Kefdensis 60 mg solution for injection in pre-filled syringe
Spain
Table of Contents
Package leaflet: Information for the user
Introduction
Package leaflet: information for the user
Kefdensis 60 mg solution for injection in pre-filled syringe
denosumab
This medicinal product is subject to additional monitoring, which will allow quicker identification of new safety information. You can help by reporting any side effects you may experience. Section 4 at the end includes information on how to report side effects.
Read this entire leaflet carefully before you start using this medicine, because it contains important information for you.
- Keep this leaflet, as you may need to read it again.
- If you have any questions, consult your doctor or pharmacist.
- This medicine has been prescribed for you only, and you should not give it to other people, even if they have the same symptoms as you, because it may harm them.
- If you experience any side effects, consult your doctor or pharmacist, even if they are side effects not listed in this leaflet. See section 4.
- Your doctor will provide you with a patient reminder card containing important safety information you should know before and during your treatment with Kefdensis.
Leaflet contents
- What Kefdensis is and what it is used for
- What you need to know before using Kefdensis
- How to use Kefdensis
- Possible side effects
- How to store Kefdensis
- Contents of the pack and other information
1. What Kefdensis is and what it is used for
What Kefdensis is and how it works
Kefdensis contains denosumab, a protein (monoclonal antibody) that interferes with the action of another protein, aimed at treating bone loss and osteoporosis. Treatment with Kefdensis strengthens bones and reduces the likelihood of fractures.

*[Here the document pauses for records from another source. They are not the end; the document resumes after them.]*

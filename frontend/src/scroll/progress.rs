use std::rc::Rc;

use yew::Reducible;

/// Raw measurements taken from the window on a scroll event.
#[derive(Debug, Clone, Copy, Default, PartialEq)]
pub struct ScrollGeometry {
    pub offset: f64,
    pub document_height: f64,
    pub viewport_height: f64,
}

/// How far through the document the viewport is, in `[0, 100]`.
///
/// A page that fits on one screen has nothing to scroll and reads as 0.
pub fn progress_percent(geometry: ScrollGeometry) -> f64 {
    let scrollable = geometry.document_height - geometry.viewport_height;
    if !scrollable.is_finite() || scrollable <= 0.0 || !geometry.offset.is_finite() {
        return 0.0;
    }
    (geometry.offset / scrollable * 100.0).clamp(0.0, 100.0)
}

#[derive(Debug, Clone, Copy, Default, PartialEq)]
pub struct ScrollProgress {
    pub percent: f64,
    pub offset: f64,
}

impl ScrollProgress {
    pub fn update(&mut self, geometry: ScrollGeometry) -> bool {
        let next = Self {
            percent: progress_percent(geometry),
            offset: if geometry.offset.is_finite() {
                geometry.offset.max(0.0)
            } else {
                0.0
            },
        };
        let changed = next != *self;
        *self = next;
        changed
    }

    pub fn scrolled_past(&self, px: f64) -> bool {
        self.offset > px
    }
}

impl Reducible for ScrollProgress {
    type Action = ScrollGeometry;

    fn reduce(self: Rc<Self>, geometry: ScrollGeometry) -> Rc<Self> {
        let mut next = *self;
        if next.update(geometry) {
            Rc::new(next)
        } else {
            self
        }
    }
}

/// What a scroll listener should do with an event.
#[derive(Debug, Clone, Copy, PartialEq, Eq)]
pub enum Gate {
    /// Measure now.
    Fire,
    /// Measure once after this many milliseconds, when the window closes.
    Trail(u32),
    /// A trailing measure is already pending.
    Skip,
}

/// Leading-edge throttle with one trailing call: the first event in a window
/// goes through, the first one dropped schedules a measure for when the window
/// closes, and the rest are dropped.
#[derive(Debug, Clone, Copy, PartialEq)]
pub struct Throttle {
    window_ms: f64,
    last_fired: Option<f64>,
    trailing: bool,
}

impl Throttle {
    pub fn new(window_ms: u32) -> Self {
        Self {
            window_ms: f64::from(window_ms),
            last_fired: None,
            trailing: false,
        }
    }

    pub fn gate(&mut self, now_ms: f64) -> Gate {
        match self.last_fired {
            Some(last) if now_ms - last < self.window_ms && now_ms >= last => {
                if self.trailing {
                    return Gate::Skip;
                }
                self.trailing = true;
                Gate::Trail((self.window_ms - (now_ms - last)).ceil() as u32)
            }
            _ => {
                self.last_fired = Some(now_ms);
                Gate::Fire
            }
        }
    }

    /// Called when the scheduled trailing measure runs.
    pub fn fire_trailing(&mut self, now_ms: f64) {
        self.trailing = false;
        self.last_fired = Some(now_ms);
    }

    pub fn trailing_pending(&self) -> bool {
        self.trailing
    }
}

#[cfg(test)]
mod tests {
    use super::*;
    use approx::assert_relative_eq;

    fn geometry(offset: f64, document_height: f64, viewport_height: f64) -> ScrollGeometry {
        ScrollGeometry {
            offset,
            document_height,
            viewport_height,
        }
    }

    #[test]
    fn top_and_bottom() {
        assert_relative_eq!(progress_percent(geometry(0.0, 3000.0, 1000.0)), 0.0);
        assert_relative_eq!(progress_percent(geometry(2000.0, 3000.0, 1000.0)), 100.0);
        assert_relative_eq!(progress_percent(geometry(500.0, 3000.0, 1000.0)), 25.0);
    }

    #[test]
    fn single_screen_page_is_zero() {
        for offset in [0.0, 10.0, 5000.0, -3.0] {
            let percent = progress_percent(geometry(offset, 900.0, 900.0));
            assert!(percent.is_finite());
            assert_relative_eq!(percent, 0.0);
        }
        assert_relative_eq!(progress_percent(geometry(10.0, 500.0, 900.0)), 0.0);
    }

    #[test]
    fn overscroll_is_clamped() {
        assert_relative_eq!(progress_percent(geometry(-40.0, 3000.0, 1000.0)), 0.0);
        assert_relative_eq!(progress_percent(geometry(2600.0, 3000.0, 1000.0)), 100.0);
    }

    #[test]
    fn non_finite_measurements_read_as_zero() {
        assert_relative_eq!(progress_percent(geometry(f64::NAN, 3000.0, 1000.0)), 0.0);
        assert_relative_eq!(progress_percent(geometry(10.0, f64::INFINITY, 1000.0)), 0.0);
    }

    #[test]
    fn update_reports_changes_only() {
        let mut progress = ScrollProgress::default();
        assert!(progress.update(geometry(1000.0, 3000.0, 1000.0)));
        assert_relative_eq!(progress.percent, 50.0);
        assert!(!progress.update(geometry(1000.0, 3000.0, 1000.0)));
        assert!(progress.scrolled_past(50.0));
        assert!(!progress.scrolled_past(1000.0));
    }

    #[test]
    fn reducer_keeps_rc_on_identical_geometry() {
        let state = Rc::new(ScrollProgress::default());
        let same = state.clone().reduce(geometry(0.0, 900.0, 900.0));
        assert!(Rc::ptr_eq(&state, &same));
    }

    #[test]
    fn throttle_trails_once_per_window() {
        let mut throttle = Throttle::new(100);
        assert_eq!(throttle.gate(0.0), Gate::Fire);
        assert_eq!(throttle.gate(30.0), Gate::Trail(70));
        assert_eq!(throttle.gate(99.9), Gate::Skip);
        assert!(throttle.trailing_pending());

        throttle.fire_trailing(100.0);
        assert!(!throttle.trailing_pending());
        assert_eq!(throttle.gate(150.0), Gate::Trail(50));
        throttle.fire_trailing(200.0);
        assert_eq!(throttle.gate(310.0), Gate::Fire);
    }

    #[test]
    fn fast_scroll_settles_on_last_position() {
        let mut throttle = Throttle::new(100);
        let mut progress = ScrollProgress::default();
        let mut trailing_at = None;

        // Three events 40ms apart, the last one reaching the bottom.
        for (now, offset) in [(0.0, 0.0), (40.0, 1800.0), (80.0, 2000.0)] {
            match throttle.gate(now) {
                Gate::Fire => {
                    progress.update(geometry(offset, 3000.0, 1000.0));
                }
                Gate::Trail(delay) => trailing_at = Some(now + f64::from(delay)),
                Gate::Skip => {}
            }
        }
        assert_relative_eq!(progress.percent, 0.0);

        let at = trailing_at.unwrap();
        assert_relative_eq!(at, 100.0);
        throttle.fire_trailing(at);
        progress.update(geometry(2000.0, 3000.0, 1000.0));
        assert_relative_eq!(progress.percent, 100.0);
    }

    #[test]
    fn throttle_recovers_from_clock_going_backwards() {
        let mut throttle = Throttle::new(100);
        assert_eq!(throttle.gate(1_000.0), Gate::Fire);
        assert_eq!(throttle.gate(10.0), Gate::Fire);
    }

    #[test]
    fn zero_window_never_drops() {
        let mut throttle = Throttle::new(0);
        assert_eq!(throttle.gate(5.0), Gate::Fire);
        assert_eq!(throttle.gate(5.0), Gate::Fire);
    }
}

Bone is living tissue that is constantly renewed. Estrogens contribute to maintaining bone health. After menopause, estrogen levels decrease, which may cause bones to become thinner and more fragile. Over time, this can lead to a condition called osteoporosis. Osteoporosis can also occur in men due to various causes, including age and/or low levels of the male hormone testosterone. It may also occur in patients receiving glucocorticoid therapy. Many patients with osteoporosis do not have symptoms, yet they remain at risk of bone fractures, particularly in the spine, hip, and wrists.

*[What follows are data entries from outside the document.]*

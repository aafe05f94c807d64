//! Enhancement timing CLI library.
//!
//! This crate provides the CLI interface for the enhancement timing extractor.

mod cli;
pub mod commands;
mod config;

pub use cli::{Cli, Commands};
pub use config::Config;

Surgical procedures or medications that suppress estrogen or testosterone production, used to treat patients with prostate or breast cancer, can also cause bone loss. Bones become weaker and break more easily.

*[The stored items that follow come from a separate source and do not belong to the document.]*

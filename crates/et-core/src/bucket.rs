//! Partitioning records into named buckets.

use std::collections::BTreeMap;
use std::fmt;

use serde::Serialize;

use crate::record::{EventRecord, Outcome, RecordKind};

/// A named grouping of records. One detail artifact is written per bucket.
#[derive(Debug, Clone, Copy, PartialEq, Eq, Hash, PartialOrd, Ord, Serialize)]
#[serde(rename_all = "snake_case")]
pub enum BucketName {
    /// Finished tool calls joined with the LLM call that consumed them.
    ToolComplete,
    ToolFinished,
    ToolFailed,
    /// Skip-signalled tools and every interval left open at end of input.
    Skipped,
    LlmCall,
    Method1,
    /// Successful method-2 lookups only.
    Method2,
    Method2Discarded,
    Knowledge,
    /// Enhancement-level outcomes: tool failed/skipped/complete and knowledge.
    All,
    AllSuccess,
}

impl BucketName {
    pub const ALL: [Self; 11] = [
        Self::ToolComplete,
        Self::ToolFinished,
        Self::ToolFailed,
        Self::Skipped,
        Self::LlmCall,
        Self::Method1,
        Self::Method2,
        Self::Method2Discarded,
        Self::Knowledge,
        Self::All,
        Self::AllSuccess,
    ];

    #[must_use]
    pub const fn as_str(&self) -> &'static str {
        match self {
            Self::ToolComplete => "tool_complete",
            Self::ToolFinished => "tool_finished",
            Self::ToolFailed => "tool_failed",
            Self::Skipped => "skipped",
            Self::LlmCall => "llm_call",
            Self::Method1 => "method1",
            Self::Method2 => "method2",
            Self::Method2Discarded => "method2_discarded",
            Self::Knowledge => "knowledge",
            Self::All => "all",
            Self::AllSuccess => "all_success",
        }
    }
}

impl fmt::Display for BucketName {
    fn fmt(&self, f: &mut fmt::Formatter<'_>) -> fmt::Result {
        f.write_str(self.as_str())
    }
}

/// Buckets to which a record belongs.
fn memberships(record: &EventRecord) -> Vec<BucketName> {
    use BucketName as B;

    if record.outcome == Outcome::Skipped {
        let mut names = vec![B::Skipped];
        if record.kind.is_knowledge() {
            names.push(B::Knowledge);
        }
        if record.kind != RecordKind::LlmCall {
            names.push(B::All);
        }
        return names;
    }

    let failed = record.outcome == Outcome::Failed;
    match record.kind {
        RecordKind::ToolFinished => vec![B::ToolFinished],
        RecordKind::ToolFailed => vec![B::ToolFailed, B::All],
        RecordKind::ToolSkipped => vec![B::Skipped, B::All],
        RecordKind::ToolComplete => vec![B::ToolComplete, B::All, B::AllSuccess],
        RecordKind::LlmCall => vec![B::LlmCall],
        RecordKind::KnowledgeMethod1 if failed => vec![B::Method1, B::Knowledge, B::All],
        RecordKind::KnowledgeMethod1 => vec![B::Method1, B::Knowledge, B::All, B::AllSuccess],
        RecordKind::KnowledgeMethod2 if failed => {
            vec![B::Method2Discarded, B::Knowledge, B::All]
        }
        RecordKind::KnowledgeMethod2 => vec![B::Method2, B::Knowledge, B::All, B::AllSuccess],
    }
}

/// Records grouped by bucket, each list in emission order.
#[derive(Debug, Clone, Default)]
pub struct Buckets {
    lists: BTreeMap<BucketName, Vec<EventRecord>>,
}

impl Buckets {
    pub fn classify(records: &[EventRecord]) -> Self {
        let mut lists: BTreeMap<BucketName, Vec<EventRecord>> =
            BucketName::ALL.into_iter().map(|name| (name, Vec::new())).collect();

        for record in records {
            for name in memberships(record) {
                lists.entry(name).or_default().push(record.clone());
            }
        }
        Self { lists }
    }

    pub fn get(&self, name: BucketName) -> &[EventRecord] {
        self.lists.get(&name).map(Vec::as_slice).unwrap_or(&[])
    }

    pub fn iter(&self) -> impl Iterator<Item = (BucketName, &[EventRecord])> {
        self.lists.iter().map(|(name, records)| (*name, records.as_slice()))
    }
}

What Kefdensis is used for
Kefdensis is used to treat:
- postmenopausal osteoporosis in women and osteoporosis in men who are at increased risk of fracture, by reducing the risk of hip, vertebral, and non-vertebral fractures.
- bone loss caused by reduced hormone levels (testosterone) due to surgery or drug treatment in patients with prostate cancer.
- bone loss resulting from long-term glucocorticoid therapy in patients who are at high risk of fracture.
2. What you need to know before using Kefdensis
Do not use Kefdensis
- if you have low levels of calcium in your blood (hypocalcemia).
- if you are allergic to denosumab or to any of the other ingredients of this medicine (listed in section 6).
Warnings and precautions
Talk to your doctor or pharmacist before starting treatment with Kefdensis.
While receiving Kefdensis, you may develop a skin infection with symptoms such as a swollen and red area of skin, most commonly on the lower leg, which feels warm and tender to the touch (cellulitis), and which may be accompanied by fever. Contact your doctor immediately if you experience any of these symptoms.
In addition, you must take calcium and vitamin D supplements during treatment with Kefdensis. Your doctor will discuss this with you.
While receiving Kefdensis, you may develop low levels of calcium in the blood. Contact your doctor immediately if you notice any of the following symptoms: muscle spasms, twitching or cramps, and/or numbness or tingling in the fingers, toes, or around the mouth, and/or seizures, confusion, or loss of consciousness.
In rare cases, very low levels of calcium in the blood have been reported, requiring hospitalization and, in some instances, potentially life-threatening reactions. Therefore, before each dose is administered, and in patients predisposed to hypocalcemia, within two weeks after the initial dose, your blood calcium levels will be checked (via a blood test).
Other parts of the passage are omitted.